Cairo: An Egyptian court has requested authorities to allow the execution of a young man, sentenced to death for murdering his female classmate, to be shown on air to achieve deterrence, according to media reports.
On July 6, a criminal court in the Delta city of Mansoura handed down the death sentence to the 21-year-old convict on charges of premediated murder in the case that sent shockwaves across Egypt.
The ruling can be appealed.
The victim, named Naira Ashraf, was knifed to death by her colleague Mohammed Adel outside the state Mansoura University, north of Cairo, on June 20, after she had rejected his marriage proposal.
As part of its explanation for the verdict, the court demanded an amendment to law to allow the broadcasting of the convict’s execution by hanging.
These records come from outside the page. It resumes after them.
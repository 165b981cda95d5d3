//! The merged transaction table and the fragment endpoint that filters,
//! sorts, and refreshes it.

use axum::{
    Extension,
    extract::{FromRef, Query, State},
    response::{IntoResponse, Response},
};
use maud::{Markup, html};
use serde::Deserialize;

use crate::{
    AppState,
    html::{TABLE_CELL_STYLE, TABLE_HEADER_STYLE, TABLE_ROW_STYLE, signed_amount},
    session::Session,
    transaction::{
        FeedManager,
        aggregation::{DateOrder, filter_and_sort},
        category::CategoryFilter,
        model::{Transaction, TransactionKind},
    },
};

/// The state needed to render the transaction table fragment.
#[derive(Clone)]
pub struct TransactionTableState {
    /// One live transaction feed per signed-in owner.
    pub feeds: FeedManager,
}

impl FromRef<AppState> for TransactionTableState {
    fn from_ref(state: &AppState) -> Self {
        Self {
            feeds: state.feeds.clone(),
        }
    }
}

/// The filter and sort controls of the transaction table.
#[derive(Debug, Default, Deserialize)]
pub struct TransactionTableQuery {
    /// The category to keep, or "All".
    #[serde(default)]
    pub category: CategoryFilter,
    /// Newest or oldest first.
    #[serde(default)]
    pub order: DateOrder,
}

/// Render the merged transaction table for the signed-in user, filtered and
/// sorted per the query.
///
/// The dashboard polls this fragment, so the table tracks the live mirror
/// without a full page reload.
pub async fn get_transactions_fragment(
    State(state): State<TransactionTableState>,
    Extension(session): Extension<Session>,
    Query(query): Query<TransactionTableQuery>,
) -> Response {
    let transactions = match state.feeds.feed_for(session.user_id) {
        Ok(feed) => feed.snapshot(),
        Err(error) => {
            // Stale-but-consistent beats a broken page: render empty.
            tracing::error!("could not open the transaction feed: {error}");
            Vec::new()
        }
    };

    let rows = filter_and_sort(&transactions, &query.category, query.order);

    transactions_table(&rows).into_response()
}

/// The merged transaction table: date, category, amount, and type columns.
pub fn transactions_table(transactions: &[Transaction]) -> Markup {
    html! {
        div id="transactions-table" class="overflow-x-auto"
        {
            @if transactions.is_empty() {
                p class="text-gray-500 dark:text-gray-400 py-4"
                {
                    "No transactions yet."
                }
            } @else {
                table class="w-full text-sm text-left text-gray-700 dark:text-gray-300"
                {
                    thead class=(TABLE_HEADER_STYLE)
                    {
                        tr
                        {
                            th class=(TABLE_CELL_STYLE) { "Date" }
                            th class=(TABLE_CELL_STYLE) { "Category" }
                            th class=(TABLE_CELL_STYLE) { "Amount" }
                            th class=(TABLE_CELL_STYLE) { "Type" }
                        }
                    }

                    tbody
                    {
                        @for transaction in transactions {
                            tr class=(TABLE_ROW_STYLE)
                            {
                                td class=(TABLE_CELL_STYLE) { (transaction.date) }
                                td class=(TABLE_CELL_STYLE) { (transaction.category) }
                                td class=(TABLE_CELL_STYLE)
                                {
                                    (signed_amount(
                                        transaction.amount,
                                        transaction.kind == TransactionKind::Income,
                                    ))
                                }
                                td class=(TABLE_CELL_STYLE) { (transaction.kind) }
                            }
                        }
                    }
                }
            }
        }
    }
}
“Hasn’t the time come for the legislator to make implementation of legal [death] punishment be seen as the illegal shedding of blood [murder] was seen?” the court was quoted as saying.
The court said allowing the execution or part of it to be shown on air could help “fulfil the sought-after deterrence”.
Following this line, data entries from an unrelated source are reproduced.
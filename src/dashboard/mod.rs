//! Dashboard module
//!
//! Provides an overview page showing totals, a month-to-date chart, and the
//! merged transaction list with filtering and sorting.

mod charts;
mod handlers;

pub use handlers::get_dashboard_page;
But live broadcasting of an execution requires new legislation from the Egyptian parliament and approval from the head of the state, legal experts said.
Under Egyptian law, execution is carried out inside prison in the presence of a deputy prosecutor-general, the prison chief, a doctor and a representative of a religious authority based on the inmate’s religious affiliation.
Executions are banned on religious or official occasions.
The murder of Naira, a sociology student at Mansoura University, has provoked public outrage and grabbed massive media attention in Egypt and beyond.